Our body’s largest organour skinis primed for touch. Skin is riddled with nerves, touch receptors with which we feel hot and cold, pain and pleasure, tingles and tickles. We know from studies of primates and other animals that touch is central to proper emotional, psychological and physical development. In one study with monkeys, mothers were separated from their infants by a glass partition. In one group, the mother and child could still see, smell and hear one another, but they could not touch. The conditions were the same for a second group except that the pair could touch one another through holes cut in the partition. The babies who could not touch their mothers cried and paced, whereas the babies who could touch did not show serious behavioural problems. When reunited, the babies that had been deprived of touch clung obsessively to their mothers and failed to develop the level of independence and confidence shown by the other monkeys.

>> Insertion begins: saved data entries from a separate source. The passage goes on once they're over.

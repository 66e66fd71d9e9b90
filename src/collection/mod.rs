//! # Cell Collection
//!
//! Ordered, id-keyed store of cells. This is the single source of truth the
//! adjacency index mirrors: every structural mutation of the collection is
//! announced by the graph as a [`GraphEvent`](crate::event::GraphEvent) in
//! the same call, before control returns to the caller.
//!
//! The collection itself is dumb storage: it never emits, validates, or
//! cascades. Iteration order is insertion order, rearranged only by
//! [`CellCollection::reorder`] (layer sorting).

use indexmap::IndexMap;

use crate::model::{Cell, CellId};

/// Ordered, id-keyed cell store.
#[derive(Debug, Clone, Default)]
pub struct CellCollection {
    cells: IndexMap<CellId, Cell>,
}

impl CellCollection {
    pub fn new() -> Self {
        Self::default()
    }

    pub fn len(&self) -> usize {
        self.cells.len()
    }

    pub fn is_empty(&self) -> bool {
        self.cells.is_empty()
    }

    pub fn get(&self, id: &str) -> Option<&Cell> {
        self.cells.get(id)
    }

    pub(crate) fn get_mut(&mut self, id: &str) -> Option<&mut Cell> {
        self.cells.get_mut(id)
    }

    pub fn contains(&self, id: &str) -> bool {
        self.cells.contains_key(id)
    }

    /// Position of a cell in iteration order.
    pub fn position(&self, id: &str) -> Option<usize> {
        self.cells.get_index_of(id)
    }

    pub fn iter(&self) -> impl Iterator<Item = &Cell> {
        self.cells.values()
    }

    pub fn ids(&self) -> impl Iterator<Item = &CellId> {
        self.cells.keys()
    }

    pub fn first(&self) -> Option<&Cell> {
        self.cells.first().map(|(_, cell)| cell)
    }

    pub fn last(&self) -> Option<&Cell> {
        self.cells.last().map(|(_, cell)| cell)
    }

    /// Append a cell. Returns the cell it displaced, if the id was taken.
    pub(crate) fn insert(&mut self, cell: Cell) -> Option<Cell> {
        let old = self.cells.shift_remove(&cell.id);
        self.cells.insert(cell.id.clone(), cell);
        old
    }

    /// Remove a cell, preserving the order of the rest.
    pub(crate) fn remove(&mut self, id: &str) -> Option<Cell> {
        self.cells.shift_remove(id)
    }

    /// Replace the whole content. Later duplicates of an id win.
    pub(crate) fn reset(&mut self, cells: impl IntoIterator<Item = Cell>) -> Vec<Cell> {
        let previous = std::mem::take(&mut self.cells);
        for cell in cells {
            self.cells.insert(cell.id.clone(), cell);
        }
        previous.into_values().collect()
    }

    /// Rearrange the cells sitting at `positions` so that they appear in the
    /// order given by `ordered`. Both slices must name the same cells.
    pub(crate) fn reorder(&mut self, positions: &[usize], ordered: &[CellId]) {
        debug_assert_eq!(positions.len(), ordered.len());
        let mut entries: Vec<Option<(CellId, Cell)>> =
            std::mem::take(&mut self.cells).into_iter().map(Some).collect();
        let mut moved: IndexMap<CellId, Cell> = positions
            .iter()
            .filter_map(|&p| entries.get_mut(p).and_then(Option::take))
            .collect();
        for (&slot, id) in positions.iter().zip(ordered) {
            if let Some(entry) = moved.shift_remove_entry(id) {
                entries[slot] = Some(entry);
            }
        }
        self.cells = entries.into_iter().flatten().chain(moved).collect();
    }
}

impl<'a> IntoIterator for &'a CellCollection {
    type Item = &'a Cell;
    type IntoIter = indexmap::map::Values<'a, CellId, Cell>;

    fn into_iter(self) -> Self::IntoIter {
        self.cells.values()
    }
}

A parent’s touch may not only comfort and please its offspring, but new studies show that touch actually modifies brain development. Like human parents, rat parents have different parenting styles, with some being more attentive than others. Michael Meaney of McGill University demonstrated that differences in maternal care can make physical changes in the brain and determine how rats cope with stressful situations.
Meaney found the offspring of rats that spent more time licking and grooming their pups were better able to deal with stress later in life. The higher the incidence of grooming, the lower the levels of stress hormones produced by the pups. This meant that pups raised by particularly attentive mothers were calmer during stressful times later in life, and they also showed a greater capacity for learning. Overall health improved as well, since long-term exposure to high levels of stress hormones can contribute to chronic problems such as heart disease or diabetes.
The stimulation provided by licking actually triggered a change in the DNA chemistry in certain genes in the baby rats. As the mother licked and groomed her pups, she essentially flipped a switch,” turning on genes that reduced the amount of hormones released during periods of stress. More licking resulted in more receptors in the pups brains that regulate the production of stress hormones.